This hasn’t always been the case, though. Since its widespread adoption in the 1930s, trick-or-treating was always viewed as light-hearted, with little vampires, witches, and zombies knocking on neighbor's doors begging for candy. That is, until the early 1970s when a real fear began to creep through American streets. Was somebody poisoning children’s Halloween candy?
The worry is still apparent in today's world, but how much of it is true? Are there actually evil minds preying on kids at random each Halloween?
While skeptics write it off as just being an urban legend, there are some real cases of shocking, and even deadly, stories of poisoned Halloween Candy.

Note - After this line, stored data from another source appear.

//! KYC document verification
//!
//! Documents are checked for completeness only; the highest KYC level whose
//! requirement set is fully verified is granted.

use chrono::{DateTime, Duration, Utc};
use ledger_core::{KycLevel, UserId};
use serde::{Deserialize, Serialize};
use std::collections::BTreeMap;
use tracing::info;
use uuid::Uuid;

/// How long an approval stays valid
pub const APPROVAL_VALIDITY_DAYS: i64 = 365;

#[derive(Debug, Clone, Copy, PartialEq, Eq, Hash, Serialize, Deserialize)]
#[serde(rename_all = "snake_case")]
pub enum DocumentKind {
    BasicInfo,
    GovernmentId,
    ProofOfAddress,
    SsnVerification,
    IncomeVerification,
    #[serde(other)]
    Unsupported,
}

impl DocumentKind {
    /// Fields a document of this kind must carry
    pub fn required_fields(&self) -> &'static [&'static str] {
        match self {
            DocumentKind::BasicInfo => &["full_name", "date_of_birth"],
            DocumentKind::GovernmentId => &["id_number", "expiry_date", "name", "address"],
            DocumentKind::ProofOfAddress => &["address", "issue_date"],
            DocumentKind::SsnVerification => &["ssn_last_4"],
            DocumentKind::IncomeVerification => &["employer", "annual_income"],
            DocumentKind::Unsupported => &[],
        }
    }

    fn confidence(&self) -> f64 {
        match self {
            DocumentKind::ProofOfAddress | DocumentKind::IncomeVerification => 0.90,
            _ => 0.95,
        }
    }
}

/// Documents each level needs, lowest level first
pub fn level_requirements(level: KycLevel) -> &'static [DocumentKind] {
    match level {
        KycLevel::Basic => &[DocumentKind::GovernmentId, DocumentKind::BasicInfo],
        KycLevel::Enhanced => &[
            DocumentKind::GovernmentId,
            DocumentKind::ProofOfAddress,
            DocumentKind::SsnVerification,
        ],
        KycLevel::Premium => &[
            DocumentKind::GovernmentId,
            DocumentKind::ProofOfAddress,
            DocumentKind::SsnVerification,
            DocumentKind::IncomeVerification,
        ],
    }
}

#[derive(Debug, Clone, PartialEq, Serialize, Deserialize)]
pub struct KycDocument {
    #[serde(rename = "type")]
    pub kind: DocumentKind,
    #[serde(default)]
    pub data: BTreeMap<String, String>,
}

impl KycDocument {
    pub fn new<I, K, V>(kind: DocumentKind, fields: I) -> Self
    where
        I: IntoIterator<Item = (K, V)>,
        K: Into<String>,
        V: Into<String>,
    {
        Self {
            kind,
            data: fields.into_iter().map(|(k, v)| (k.into(), v.into())).collect(),
        }
    }
}

#[derive(Debug, Clone, Copy, PartialEq, Eq, Serialize, Deserialize)]
#[serde(rename_all = "lowercase")]
pub enum KycStatus {
    Approved,
    Pending,
}

#[derive(Debug, Clone, PartialEq, Serialize, Deserialize)]
pub struct VerifiedDocument {
    #[serde(rename = "type")]
    pub kind: DocumentKind,
    pub verified_at: DateTime<Utc>,
    pub confidence_score: f64,
}

#[derive(Debug, Clone, PartialEq, Serialize, Deserialize)]
pub struct PendingDocument {
    #[serde(rename = "type")]
    pub kind: DocumentKind,
    pub reason: String,
    pub required_actions: Vec<String>,
}

#[derive(Debug, Clone, PartialEq, Serialize, Deserialize)]
pub struct KycVerification {
    pub verification_id: Uuid,
    pub user_id: UserId,
    pub status: KycStatus,
    pub level: KycLevel,
    pub documents_verified: Vec<VerifiedDocument>,
    pub documents_pending: Vec<PendingDocument>,
    pub issues: Vec<String>,
    pub verified_at: Option<DateTime<Utc>>,
    pub expires_at: Option<DateTime<Utc>>,
}

impl KycVerification {
    /// Approved and not yet expired at `at`
    pub fn is_valid_at(&self, at: DateTime<Utc>) -> bool {
        self.status == KycStatus::Approved && self.expires_at.map_or(false, |exp| at < exp)
    }
}

/// Check one document for completeness
pub fn verify_document(document: &KycDocument) -> std::result::Result<f64, PendingDocument> {
    let pending = |reason: String, required_actions: Vec<String>| PendingDocument {
        kind: document.kind,
        reason,
        required_actions,
    };

    match document.kind {
        DocumentKind::Unsupported => Err(pending("Unsupported document type".to_string(), vec![])),
        DocumentKind::SsnVerification => match document.data.get("ssn_last_4") {
            Some(last4) if last4.chars().count() == 4 => Ok(document.kind.confidence()),
            _ => Err(pending(
                "Invalid SSN format".to_string(),
                vec!["Provide ssn_last_4".to_string()],
            )),
        },
        kind => {
            let missing: Vec<&str> = kind
                .required_fields()
                .iter()
                .copied()
                .filter(|field| !document.data.contains_key(*field))
                .collect();

            if missing.is_empty() {
                Ok(kind.confidence())
            } else {
                Err(pending(
                    format!("Missing required fields: {}", missing.join(", ")),
                    missing.iter().map(|f| format!("Provide {}", f)).collect(),
                ))
            }
        }
    }
}

/// Verify a set of documents and grant the highest satisfied level
pub fn verify_kyc_documents(
    user_id: &UserId,
    documents: &[KycDocument],
    at: DateTime<Utc>,
) -> KycVerification {
    let mut documents_verified = Vec::new();
    let mut documents_pending = Vec::new();
    let mut issues = Vec::new();

    for document in documents {
        match verify_document(document) {
            Ok(confidence_score) => documents_verified.push(VerifiedDocument {
                kind: document.kind,
                verified_at: at,
                confidence_score,
            }),
            Err(pending) => {
                issues.push(pending.reason.clone());
                documents_pending.push(pending);
            }
        }
    }

    let granted = KycLevel::ALL.iter().rev().copied().find(|level| {
        level_requirements(*level)
            .iter()
            .all(|req| documents_verified.iter().any(|d| d.kind == *req))
    });

    let (status, level, verified_at, expires_at) = match granted {
        Some(level) => (
            KycStatus::Approved,
            level,
            Some(at),
            Some(at + Duration::days(APPROVAL_VALIDITY_DAYS)),
        ),
        None => (KycStatus::Pending, KycLevel::Basic, None, None),
    };

    info!(
        user_id = %user_id,
        status = ?status,
        level = %level,
        verified = documents_verified.len(),
        pending = documents_pending.len(),
        "KYC verification completed"
    );

    KycVerification {
        verification_id: Uuid::new_v4(),
        user_id: user_id.clone(),
        status,
        level,
        documents_verified,
        documents_pending,
        issues,
        verified_at,
        expires_at,
    }
}

#[cfg(test)]
mod tests {
    use super::*;
    use chrono::TimeZone;

    fn at() -> DateTime<Utc> {
        Utc.with_ymd_and_hms(2024, 6, 1, 9, 0, 0).unwrap()
    }

    fn government_id() -> KycDocument {
        KycDocument::new(
            DocumentKind::GovernmentId,
            [
                ("id_number", "X123"),
                ("expiry_date", "2030-01-01"),
                ("name", "Ana Ruiz"),
                ("address", "1 Calle Luna"),
            ],
        )
    }

    fn proof_of_address() -> KycDocument {
        KycDocument::new(
            DocumentKind::ProofOfAddress,
            [("address", "1 Calle Luna"), ("issue_date", "2024-05-01")],
        )
    }

    fn ssn(last4: &str) -> KycDocument {
        KycDocument::new(DocumentKind::SsnVerification, [("ssn_last_4", last4)])
    }

    #[test]
    fn test_missing_fields_reported() {
        let doc = KycDocument::new(DocumentKind::GovernmentId, [("id_number", "X123")]);
        let pending = verify_document(&doc).unwrap_err();

        assert_eq!(
            pending.reason,
            "Missing required fields: expiry_date, name, address"
        );
        assert_eq!(pending.required_actions.len(), 3);
    }

    #[test]
    fn test_enhanced_level_granted() {
        let user = UserId::new("ana");
        let result = verify_kyc_documents(&user, &[government_id(), proof_of_address(), ssn("1234")], at());

        assert_eq!(result.status, KycStatus::Approved);
        assert_eq!(result.level, KycLevel::Enhanced);
        assert_eq!(result.expires_at, Some(at() + Duration::days(365)));
        assert!(result.is_valid_at(at() + Duration::days(364)));
        assert!(!result.is_valid_at(at() + Duration::days(365)));
    }

    #[test]
    fn test_premium_needs_income() {
        let income = KycDocument::new(
            DocumentKind::IncomeVerification,
            [("employer", "DalePay"), ("annual_income", "85000")],
        );
        let result = verify_kyc_documents(
            &UserId::new("ana"),
            &[government_id(), proof_of_address(), ssn("1234"), income],
            at(),
        );

        assert_eq!(result.level, KycLevel::Premium);
    }

    #[test]
    fn test_bad_ssn_leaves_pending() {
        let result = verify_kyc_documents(
            &UserId::new("ana"),
            &[government_id(), proof_of_address(), ssn("123")],
            at(),
        );

        assert_eq!(result.status, KycStatus::Pending);
        assert_eq!(result.level, KycLevel::Basic);
        assert_eq!(result.issues, vec!["Invalid SSN format".to_string()]);
        assert!(result.expires_at.is_none());
        assert!(!result.is_valid_at(at()));
    }

    #[test]
    fn test_basic_level() {
        let basic_info = KycDocument::new(
            DocumentKind::BasicInfo,
            [("full_name", "Ana Ruiz"), ("date_of_birth", "1990-02-03")],
        );
        let result = verify_kyc_documents(&UserId::new("ana"), &[government_id(), basic_info], at());

        assert_eq!(result.status, KycStatus::Approved);
        assert_eq!(result.level, KycLevel::Basic);
    }

    #[test]
    fn test_unknown_document_type() {
        let doc: KycDocument =
            serde_json::from_str(r#"{"type": "utility_bill", "data": {"address": "x"}}"#).unwrap();
        assert_eq!(doc.kind, DocumentKind::Unsupported);
        assert_eq!(
            verify_document(&doc).unwrap_err().reason,
            "Unsupported document type"
        );
    }
}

However, many of them aren’t from random strangers.
Going door to door asking for candy only began in the mid-1900s, but the practice of putting on a small performance in exchange for a sweet treat has been a Halloween tradition since the 16th century. By the 1930s, though, trick-or-treating as we know it today was solidly embedded in American culture as numerous radio dramas and children's magazines talked about it.
Initially, handmade treats were the standard and often encouraged. It showed the recipient the baked goods or candies were made with love and personalized for every child.
However, by the 1960s, things shifted. Women were working more outside of the home, and foods of convenience were preferred, because they simply didn’t have hours of time to pour into baking.
Additionally, neighborhoods were becoming more integrated, and people became cautious of who was giving their children candy due to racism, sexism, and just general anxiety about societal changes.
Promotion for treat-sized packaging began in the 1950s but really began dominating in the 60s. Wrapped and branded candies were not only easier to just grab and go, but seemed inherently safer.
The American culture continued to shift through the 70s and led to the beginning of the satanic panic, which consisted of conspiracy theories about satanic cults committing mass ritual abuse. The flames of this fear were fanned by a massive amount of sensational portrayals in the media.
Many households at the time, and still today, believed Halloween was the devil’s holiday or the devil's birthday. This led many Christian communities to fear allowing children to participate in Halloween festivities. Community and religious leaders hosted alternative activities in response, such as the well-known ‘trunk-or-treats’ where people pass out candy from the trunks of their cars in a contained setting. This assured parents that the candy their children were receiving was safe, as they were acquainted with the adults the children came in contact with.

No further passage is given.